There are many dynamic lines connecting this evening’s composers. Edvard Grieg first encountered Richard Wagner in 1858 when he went to see Tannhäuser as a young student in Leipzig. He was in awe of Wagner’s groundbreaking style of composition and claimed that he saw the opera fourteen times running – students had free passes to the Gewandhaus concert hall. In 1876 Wagner’s own Festpielshaus was completed, tailored to his operas, with acoustics designed specifically for the composer’s orchestration. Grieg received an all expenses paid invitation from his publisher Max Abraham, and went to Bayreuth for the premiere of Der Ring des Nibelungen. Several of his travelogues from the journey were published in the Bergen press. He expresses his admiration, but explains that Wagner’s music assaults him with a nervous irritability and total lack of respite. ‘Despite this music being on the borderline of beauty, it is a gigantic musical work the like of which art history has not witnessed since Michelangelo.’

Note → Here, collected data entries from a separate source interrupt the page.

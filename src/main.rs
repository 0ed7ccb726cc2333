use clap::Parser;
use tracing_subscriber::EnvFilter;

use gfa_unfold::cli::Cli;
use gfa_unfold::pipeline;

fn main() -> anyhow::Result<()> {
    let cli = Cli::parse();

    let filter = if cli.verbose {
        EnvFilter::new("gfa_unfold=debug,info")
    } else {
        EnvFilter::new("gfa_unfold=info")
    };
    tracing_subscriber::fmt()
        .with_env_filter(filter)
        .with_target(false)
        .without_time()
        .init();

    let (config, options) = cli.into_plan()?;
    pipeline::run(&config, &options)
}
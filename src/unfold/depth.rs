//! Depth unfolding: contigs whose coverage differs by more than a
//! configured multiple rarely belong to the same genome copy.

use anyhow::Result;
use tracing::info;

use crate::config::UnfoldConfig;
use crate::graph::{AssemblyGraph, LinkId};

use super::{finish_stage, StageIo, StageOptions};

pub fn unfold(
    graph: &mut AssemblyGraph,
    config: &UnfoldConfig,
    mut options: StageOptions,
    io: &StageIo,
    classifying_stage_ran: bool,
) -> Result<()> {
    info!("depth unfold");
    let dir = io.stage_dir("depth")?;

    let mut doomed: Vec<LinkId> = Vec::new();
    for lid in graph.link_ids() {
        let (Some(a), Some(b)) = (graph.node(lid.source), graph.node(lid.sink)) else {
            continue;
        };
        if depth_conflict(a.depth, b.depth, config.depth_discrepancy) {
            doomed.push(lid);
        }
    }
    info!("removed {} links over the depth threshold", doomed.len());
    for lid in &doomed {
        graph.remove_link(*lid);
    }

    // without any classifying evidence there is nothing "unknown" to prune
    if !classifying_stage_ran {
        options.keep_unknown_components = true;
        options.remove_unknown_nodes = false;
    }
    finish_stage(graph, config, options, &io.stage_file(&dir, "depth_output.gfa"))
}

/// Symmetric in its endpoints. A zero depth on one side only counts as a
/// conflict against a positive depth on the other.
pub fn depth_conflict(d1: f64, d2: f64, multiple: f64) -> bool {
    let (hi, lo) = if d1 > d2 { (d1, d2) } else { (d2, d1) };
    if lo <= 0.0 {
        return hi > 0.0;
    }
    hi / lo > multiple
}
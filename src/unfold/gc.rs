//! GC unfolding: genomes carry a characteristic GC fraction, so a large
//! jump across a link suggests the two contigs were conflated.

use anyhow::Result;
use tracing::info;

use crate::config::UnfoldConfig;
use crate::graph::{AssemblyGraph, LinkId};

use super::{finish_stage, StageIo, StageOptions};

pub fn unfold(
    graph: &mut AssemblyGraph,
    config: &UnfoldConfig,
    mut options: StageOptions,
    io: &StageIo,
    classifying_stage_ran: bool,
) -> Result<()> {
    info!("gc unfold");
    let dir = io.stage_dir("gc")?;

    let mut doomed: Vec<LinkId> = Vec::new();
    for lid in graph.link_ids() {
        let (Some(a), Some(b)) = (graph.node(lid.source), graph.node(lid.sink)) else {
            continue;
        };
        if gc_conflict(a.gc_fraction(), b.gc_fraction(), config.gc_discrepancy) {
            doomed.push(lid);
        }
    }
    info!("removed {} links over the GC threshold", doomed.len());
    for lid in &doomed {
        graph.remove_link(*lid);
    }

    if !classifying_stage_ran {
        options.keep_unknown_components = true;
        options.remove_unknown_nodes = false;
    }
    finish_stage(graph, config, options, &io.stage_file(&dir, "gc_output.gfa"))
}

/// Symmetric in its endpoints.
pub fn gc_conflict(gc1: f64, gc2: f64, discrepancy: f64) -> bool {
    (gc1 - gc2).abs() > discrepancy
}

#[cfg(test)]
mod tests {
    use super::*;

    #[test]
    fn predicate_is_symmetric() {
        for (a, b) in [(0.2, 0.6), (0.6, 0.2), (0.5, 0.5)] {
            assert_eq!(gc_conflict(a, b, 0.2), gc_conflict(b, a, 0.2));
        }
    }

    #[test]
    fn threshold_is_exclusive() {
        assert!(!gc_conflict(0.4, 0.6, 0.2));
        assert!(gc_conflict(0.4, 0.61, 0.2));
    }
}
//! End-to-end exercises over graphs loaded from GFA text: evidence-driven
//! link cuts, pruning, and the topological passes working together.

use std::fs::File;
use std::io::Write as _;
use std::path::PathBuf;

use gfa_unfold::config::UnfoldConfig;
use gfa_unfold::conversion::{load_gfa, write_gfa};
use gfa_unfold::graph::{NodeClass, NodeId};
use gfa_unfold::merge::{merge_brothers, merge_neighbours, split_parents};
use gfa_unfold::unfold::reference::remove_conflicting_links;
use gfa_unfold::unfold::{prune, StageOptions};

fn temp_gfa(name: &str, contents: &str) -> PathBuf {
    let mut path = std::env::temp_dir();
    path.push(format!("gfa-unfold-it-{}-{}", std::process::id(), name));
    let mut f = File::create(&path).unwrap();
    f.write_all(contents.as_bytes()).unwrap();
    path
}

#[test]
fn chain_contracts_into_one_contig() {
    let path = temp_gfa(
        "chain.gfa",
        "H\tVN:Z:1.0\n\
         S\t1\tACGTAAA\tDP:f:20\n\
         S\t2\tAAACTG\tDP:f:10\n\
         L\t1\t+\t2\t+\t3M\n",
    );
    let mut g = load_gfa(&path).unwrap();
    std::fs::remove_file(&path).unwrap();

    assert_eq!(merge_neighbours(&mut g).unwrap(), 1);
    assert_eq!(g.node_count(), 1);
    assert_eq!(g.link_count(), 0);
    let kept = g.contig(NodeId(1)).unwrap();
    assert_eq!(kept.sequence, b"ACGTAAACTG");
    // depth is the length-weighted average of the two contigs
    assert!((kept.depth - 15.38).abs() < 1e-9);
}

#[test]
fn coverage_asymmetric_diamond_resolves_to_two_chains() {
    let path = temp_gfa(
        "diamond.gfa",
        "H\tVN:Z:1.0\n\
         S\t10\tCCCAGG\tDP:f:10\n\
         S\t11\tCCCTGG\tDP:f:100\n\
         S\t1\tGGTTAA\tDP:f:50\n\
         S\t20\tAACGCA\tDP:f:12\n\
         S\t21\tAACGCC\tDP:f:95\n\
         L\t10\t+\t1\t+\t2M\n\
         L\t11\t+\t1\t+\t2M\n\
         L\t1\t+\t20\t+\t2M\n\
         L\t1\t+\t21\t+\t2M\n",
    );
    let mut g = load_gfa(&path).unwrap();
    std::fs::remove_file(&path).unwrap();

    assert_eq!(split_parents(&mut g, 5.0, 80.0).unwrap(), 1);
    assert!(!g.has_node(NodeId(1)));
    assert!(g.has_link_between(NodeId(20), NodeId(10)));
    assert!(g.has_link_between(NodeId(21), NodeId(11)));
    assert_eq!(g.contig(NodeId(10)).unwrap().sequence, b"CCCAGGTTAA");
    assert_eq!(g.contig(NodeId(11)).unwrap().sequence, b"CCCTGGTTAA");

    // the two haplotype chains now contract independently
    assert_eq!(merge_neighbours(&mut g).unwrap(), 2);
    assert_eq!(g.node_count(), 2);
    assert_eq!(g.link_count(), 0);
    assert_eq!(g.contig(NodeId(20)).unwrap().sequence, b"CCCAGGTTAACGCA");
    assert_eq!(g.contig(NodeId(21)).unwrap().sequence, b"CCCTGGTTAACGCC");
}

#[test]
fn accession_conflict_cuts_the_link() {
    let path = temp_gfa(
        "accession.gfa",
        "S\t1\tACGTACGT\tDP:f:10\tAC:Z:NC_000913.3\tOR:A:+\tST:i:100\tEN:i:108\n\
         S\t2\tTTGCACGT\tDP:f:10\tAC:Z:NC_002695.2\tOR:A:+\tST:i:120\tEN:i:128\n\
         S\t3\tGGGGACGT\tDP:f:10\n\
         L\t1\t+\t2\t+\t4M\n\
         L\t2\t+\t3\t+\t4M\n",
    );
    let mut g = load_gfa(&path).unwrap();
    std::fs::remove_file(&path).unwrap();

    let config = UnfoldConfig::default();
    assert_eq!(remove_conflicting_links(&mut g, &config), 1);
    // unplaced node 3 keeps its link
    assert!(!g.has_link_between(NodeId(1), NodeId(2)));
    assert!(g.has_link_between(NodeId(2), NodeId(3)));
}

#[test]
fn unknown_component_pruning_respects_the_keep_flag() {
    let path = temp_gfa(
        "components.gfa",
        "S\t1\tACGTACGT\tDP:f:10\tTP:Z:target\n\
         S\t2\tTTGCACGT\tDP:f:10\n\
         S\t5\tGGGGACGTACGTACGTACGTACGTACGTACGT\tDP:f:10\n\
         S\t6\tCCCCACGTACGTACGTACGTACGTACGTACGT\tDP:f:10\n\
         L\t1\t+\t2\t+\t4M\n\
         L\t5\t+\t6\t+\t4M\n",
    );
    let g0 = load_gfa(&path).unwrap();
    std::fs::remove_file(&path).unwrap();
    assert_eq!(g0.contig(NodeId(1)).unwrap().class, NodeClass::Target);

    let config = UnfoldConfig::default();

    let mut pruned = g0.clone();
    prune(&mut pruned, &config, StageOptions::default());
    assert!(pruned.has_node(NodeId(1)));
    assert!(pruned.has_node(NodeId(2)));
    assert!(!pruned.has_node(NodeId(5)));
    assert!(!pruned.has_node(NodeId(6)));

    let mut kept = g0.clone();
    let options = StageOptions {
        keep_unknown_components: true,
        ..StageOptions::default()
    };
    prune(&mut kept, &config, options);
    assert_eq!(kept.node_count(), 4);
}

#[test]
fn unequal_length_siblings_are_not_collapsed() {
    let path = temp_gfa(
        "brothers.gfa",
        "S\t1\tACGTAAAA\tDP:f:10\n\
         S\t2\tAAAAGGGG\tDP:f:8\n\
         S\t3\tAAAAGGGGC\tDP:f:6\n\
         S\t4\tGGGGTTTT\tDP:f:10\n\
         L\t1\t+\t2\t+\t4M\n\
         L\t1\t+\t3\t+\t4M\n\
         L\t2\t+\t4\t+\t4M\n\
         L\t3\t+\t4\t+\t4M\n",
    );
    let mut g = load_gfa(&path).unwrap();
    std::fs::remove_file(&path).unwrap();

    assert_eq!(merge_brothers(&mut g, 90.0).unwrap(), 0);
    assert_eq!(g.node_count(), 4);
}

#[test]
fn simplified_graph_survives_a_gfa_round_trip() {
    let path = temp_gfa(
        "roundtrip.gfa",
        "H\tVN:Z:1.0\n\
         S\t1\tACGTAAA\tDP:f:20\tTP:Z:target\tAC:Z:NC_000913.3\tOR:A:+\tST:i:5\tEN:i:11\n\
         S\t2\tAAACTG\tDP:f:10\n\
         L\t1\t+\t2\t+\t3M\n",
    );
    let mut g = load_gfa(&path).unwrap();
    std::fs::remove_file(&path).unwrap();
    merge_neighbours(&mut g).unwrap();

    let out = {
        let mut p = std::env::temp_dir();
        p.push(format!("gfa-unfold-it-{}-roundtrip-out.gfa", std::process::id()));
        p
    };
    write_gfa(&g, &out).unwrap();
    let reloaded = load_gfa(&out).unwrap();
    std::fs::remove_file(&out).unwrap();

    assert_eq!(reloaded.node_count(), 1);
    let contig = reloaded.contig(NodeId(1)).unwrap();
    assert_eq!(contig.sequence, b"ACGTAAACTG");
    assert_eq!(contig.class, NodeClass::Target);
    assert_eq!(contig.accession.as_deref(), Some("NC_000913.3"));
    assert_eq!(contig.ref_start, 5);
    assert_eq!(contig.ref_end, 11);
}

Wagner’s last opera, Parsifal, which premiered at the 1882 Bayreuth Festival, departed from many of the established operatic norms. Wagner entitled the instrumental introduction Prelude instead of the standard Overture. It nevertheless slowly and meditatively presents the themes of the opera, preparing the audience for what to expect. The story is based on the legends of the Knights of the Holy Grail and their struggle against the evil secular world. We follow the long quest of Parsifal for the realm of the Fisher King where the Holy Grail is guarded. ‘Where do we find the grail?’ Parsifal the knight asks. The answer is that you find the grail inside yourself.
Wagner’s mighty music is followed by Rolf Wallin’s Fisher King, based on the same legend. The concerto, composed for the trumpeter Håkan Hardenberger, describes the experience of being in a dark, bleak landscape – a place easily recognisable by all. Nonetheless both of these works depict the hope and the urge to overcome limitations and to leave the darkness behind.

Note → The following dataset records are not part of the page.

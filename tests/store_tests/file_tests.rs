//! Tests for FileStore
//!
//! These tests verify:
//! - Entries survive close and reopen
//! - Snapshot corruption is detected on open
//! - Manual sync defers writes until flush (or drop)
//! - Quota enforcement matches the in-memory store

use std::fs;

use tempfile::TempDir;
use variantkv::config::{Config, SyncStrategy};
use variantkv::store::SNAPSHOT_MAGIC;
use variantkv::{FileStore, KeyValueStore, StoreError};

// =============================================================================
// Helper Functions
// =============================================================================

fn setup_temp_store() -> (TempDir, FileStore) {
    let temp_dir = TempDir::new().unwrap();
    let store = FileStore::open_path(temp_dir.path()).unwrap();
    (temp_dir, store)
}

fn manual_config(dir: &TempDir) -> Config {
    Config::builder()
        .data_dir(dir.path())
        .sync_strategy(SyncStrategy::Manual)
        .build()
}

// =============================================================================
// Lifecycle Tests
// =============================================================================

#[test]
fn test_open_creates_directory() {
    let temp_dir = TempDir::new().unwrap();
    let data_dir = temp_dir.path().join("nested").join("store");

    let config = Config::builder().data_dir(&data_dir).build();
    let store = FileStore::open(&config).unwrap();

    assert!(data_dir.exists());
    assert!(store.is_empty());
    assert_eq!(store.path(), config.store_path());
}

#[test]
fn test_open_without_writes_creates_no_file() {
    let (_temp_dir, store) = setup_temp_store();
    assert!(!store.path().exists());
}

#[test]
fn test_persist_and_reopen() {
    let temp_dir = TempDir::new().unwrap();

    {
        let store = FileStore::open_path(temp_dir.path()).unwrap();
        store.set("key1", "value1").unwrap();
        store.set("key2", "\u{2592}v1\u{2592}Zm9v").unwrap();
        assert!(store.path().exists());
    }

    let store = FileStore::open_path(temp_dir.path()).unwrap();
    assert_eq!(store.len(), 2);
    assert_eq!(store.get("key1"), Some("value1".to_string()));
    assert_eq!(store.get("key2"), Some("\u{2592}v1\u{2592}Zm9v".to_string()));
    assert_eq!(store.usage(), 4 + 6 + 4 + "\u{2592}v1\u{2592}Zm9v".len());
}

#[test]
fn test_remove_and_clear_persist() {
    let temp_dir = TempDir::new().unwrap();

    {
        let store = FileStore::open_path(temp_dir.path()).unwrap();
        store.set("a", "1").unwrap();
        store.set("b", "2").unwrap();
        store.remove("a").unwrap();
    }

    {
        let store = FileStore::open_path(temp_dir.path()).unwrap();
        assert_eq!(store.get("a"), None);
        assert_eq!(store.get("b"), Some("2".to_string()));
        store.clear().unwrap();
    }

    let store = FileStore::open_path(temp_dir.path()).unwrap();
    assert!(store.is_empty());
}

// =============================================================================
// Sync Strategy Tests
// =============================================================================

#[test]
fn test_manual_sync_defers_until_flush() {
    let temp_dir = TempDir::new().unwrap();
    let store = FileStore::open(&manual_config(&temp_dir)).unwrap();
    assert_eq!(store.sync_strategy(), SyncStrategy::Manual);

    store.set("key", "value").unwrap();
    assert!(!store.path().exists());

    store.flush().unwrap();
    assert!(store.path().exists());

    let reopened = FileStore::open(&manual_config(&temp_dir)).unwrap();
    assert_eq!(reopened.get("key"), Some("value".to_string()));
}

#[test]
fn test_manual_sync_flushes_on_drop() {
    let temp_dir = TempDir::new().unwrap();

    {
        let store = FileStore::open(&manual_config(&temp_dir)).unwrap();
        store.set("key", "value").unwrap();
    }

    let store = FileStore::open(&manual_config(&temp_dir)).unwrap();
    assert_eq!(store.get("key"), Some("value".to_string()));
}

// =============================================================================
// Corruption Tests
// =============================================================================

#[test]
fn test_corrupt_body_detected() {
    let temp_dir = TempDir::new().unwrap();
    let path = {
        let store = FileStore::open_path(temp_dir.path()).unwrap();
        store.set("key", "value").unwrap();
        store.path().to_path_buf()
    };

    let mut bytes = fs::read(&path).unwrap();
    let last = bytes.len() - 1;
    bytes[last] ^= 0xFF;
    fs::write(&path, bytes).unwrap();

    match FileStore::open_path(temp_dir.path()) {
        Err(StoreError::Corrupt(message)) => assert!(message.contains("CRC"), "{}", message),
        Err(e) => panic!("Expected Corrupt, got {:?}", e),
        Ok(_) => panic!("Expected Corrupt, store opened"),
    }
}

#[test]
fn test_bad_magic_detected() {
    let temp_dir = TempDir::new().unwrap();
    let path = {
        let store = FileStore::open_path(temp_dir.path()).unwrap();
        store.set("key", "value").unwrap();
        store.path().to_path_buf()
    };

    let mut bytes = fs::read(&path).unwrap();
    assert_eq!(&bytes[0..4], SNAPSHOT_MAGIC);
    bytes[0] = b'X';
    fs::write(&path, bytes).unwrap();

    assert!(matches!(
        FileStore::open_path(temp_dir.path()),
        Err(StoreError::Corrupt(_))
    ));
}

#[test]
fn test_truncated_file_detected() {
    let temp_dir = TempDir::new().unwrap();
    let config = Config::builder().data_dir(temp_dir.path()).build();
    fs::write(config.store_path(), b"VKVS").unwrap();

    assert!(matches!(
        FileStore::open(&config),
        Err(StoreError::Corrupt(_))
    ));
}

// =============================================================================
// Quota Tests
// =============================================================================

#[test]
fn test_quota_exceeded_is_not_persisted() {
    let temp_dir = TempDir::new().unwrap();
    let config = Config::builder()
        .data_dir(temp_dir.path())
        .quota_bytes(16)
        .build();

    {
        let store = FileStore::open(&config).unwrap();
        store.set("key", "small").unwrap();

        let err = store.set("key", "much larger than the quota").unwrap_err();
        assert!(err.is_quota_exceeded());
        assert_eq!(store.get("key"), Some("small".to_string()));
    }

    let store = FileStore::open(&config).unwrap();
    assert_eq!(store.get("key"), Some("small".to_string()));
    assert_eq!(store.usage(), 8);
}

#[test]
fn test_unbounded_store() {
    let temp_dir = TempDir::new().unwrap();
    let config = Config::builder()
        .data_dir(temp_dir.path())
        .unbounded()
        .build();
    let store = FileStore::open(&config).unwrap();

    let big = "x".repeat(64 * 1024);
    store.set("big", &big).unwrap();
    assert_eq!(store.get("big").map(|v| v.len()), Some(big.len()));
}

Les préludes, by the Hungarian composer and piano virtuoso Frantz Liszt is said to be inspired by a poem by Alphonse de Lamartine, and his alleged query: ‘What else is our life but a series of preludes to that unknown Hymn, the first and solemn note of which is intoned by Death?’. In 1848 Liszt tore himself away from his nerve-racking and demoralising life as a concert pianist to settle in Weimar, where he becaime influential in his roles as an enthusiastic and inspiring teacher, as a producer of public concerts and as kapellmeister at the opera. Wagner’s Lohengrin was first performed here with Liszt conducting. Liszt and Wagner became close friends. In 1865 Liszt took Holy Orders in the Roman Catholic Church, receiving the title Abbot. When not living in Rome or Budapest, he resided in Weimar, where he taught, ran music festivals and performed his own works.

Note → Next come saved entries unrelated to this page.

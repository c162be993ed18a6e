//! Varint helpers
//!
//! LEB128 for unsigned values, zig-zag mapping for signed ones.

use bytes::{Buf, BufMut, BytesMut};

use crate::error::{CodecError, Result};

/// Maximum encoded size of a u64
pub(super) const MAX_VARINT_LEN: usize = 10;

pub(super) fn put_varint(buf: &mut BytesMut, mut value: u64) {
    while value >= 0x80 {
        buf.put_u8((value as u8 & 0x7F) | 0x80);
        value >>= 7;
    }
    buf.put_u8(value as u8);
}

pub(super) fn get_varint(buf: &mut &[u8]) -> Result<u64> {
    let mut value = 0u64;
    for i in 0..MAX_VARINT_LEN {
        if !buf.has_remaining() {
            return Err(CodecError::Decoding("truncated varint".to_string()));
        }
        let byte = buf.get_u8();
        // The tenth byte may only carry the top bit of a u64
        if i == MAX_VARINT_LEN - 1 && byte > 0x01 {
            return Err(CodecError::Decoding("varint overflows 64 bits".to_string()));
        }
        value |= u64::from(byte & 0x7F) << (7 * i);
        if byte & 0x80 == 0 {
            return Ok(value);
        }
    }
    Err(CodecError::Decoding("varint overflows 64 bits".to_string()))
}

pub(super) fn zigzag(value: i64) -> u64 {
    ((value << 1) ^ (value >> 63)) as u64
}

pub(super) fn unzigzag(value: u64) -> i64 {
    ((value >> 1) as i64) ^ -((value & 1) as i64)
}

In autumn 1868 Grieg was longing to get away from Christiania (as Oslo was called at the time) and applied for a grant to travel abroad. This was the year he lost his little daughter Alexandra, and he felt that a trip abroad would give him new momentum. He had already sent Liszt his first Violin Sonata opus 8, and asked him for a recommendation. Liszt sent a glowing reference along with an invitation to visit him in Weimar. On 10 January 1869 Grieg submitted his application for 500 speciedaler (worth about 100 000 kroner today) for a stay abroad to ‘gain time and peace for creative activity and the opportunity to spend time with art and artists, in order to rejuvenate my mind and broaden my view of the ideal situation, which in the conditions under which I live can only be constricted.’ After a six month wait the application was accepted and Grieg and Nina set out on a four month journey in Europe. Frantz Liszt was waiting for them in Rome, and some immortal descriptions from Grieg’s hand resulted from their encounter. While Liszt and Grieg sat together at the piano playing through his concerto, Liszt suddenly broke off and stood in admiration of the finale: ‘He paced with gigantic theatrical steps and his arm raised through the great monastery hall bellowing out the theme exclaiming, “G, G, not G sharp! Splendid! This sounds typically Swedish!” He returned to the piano, repeated the entire phrase and finished playing the concerto.’
Liszt died during the Bayreuth Festival in 1886, ten years after Grieg had heard Wagner there. Edvard Grieg received affirmation – and also inspiration – from two of the most important European composers of his time. His internationally best known and probably most widely played work, his A minor Piano Concerto, is deservedly both the main course and the cohesive feature of this evening’s programme.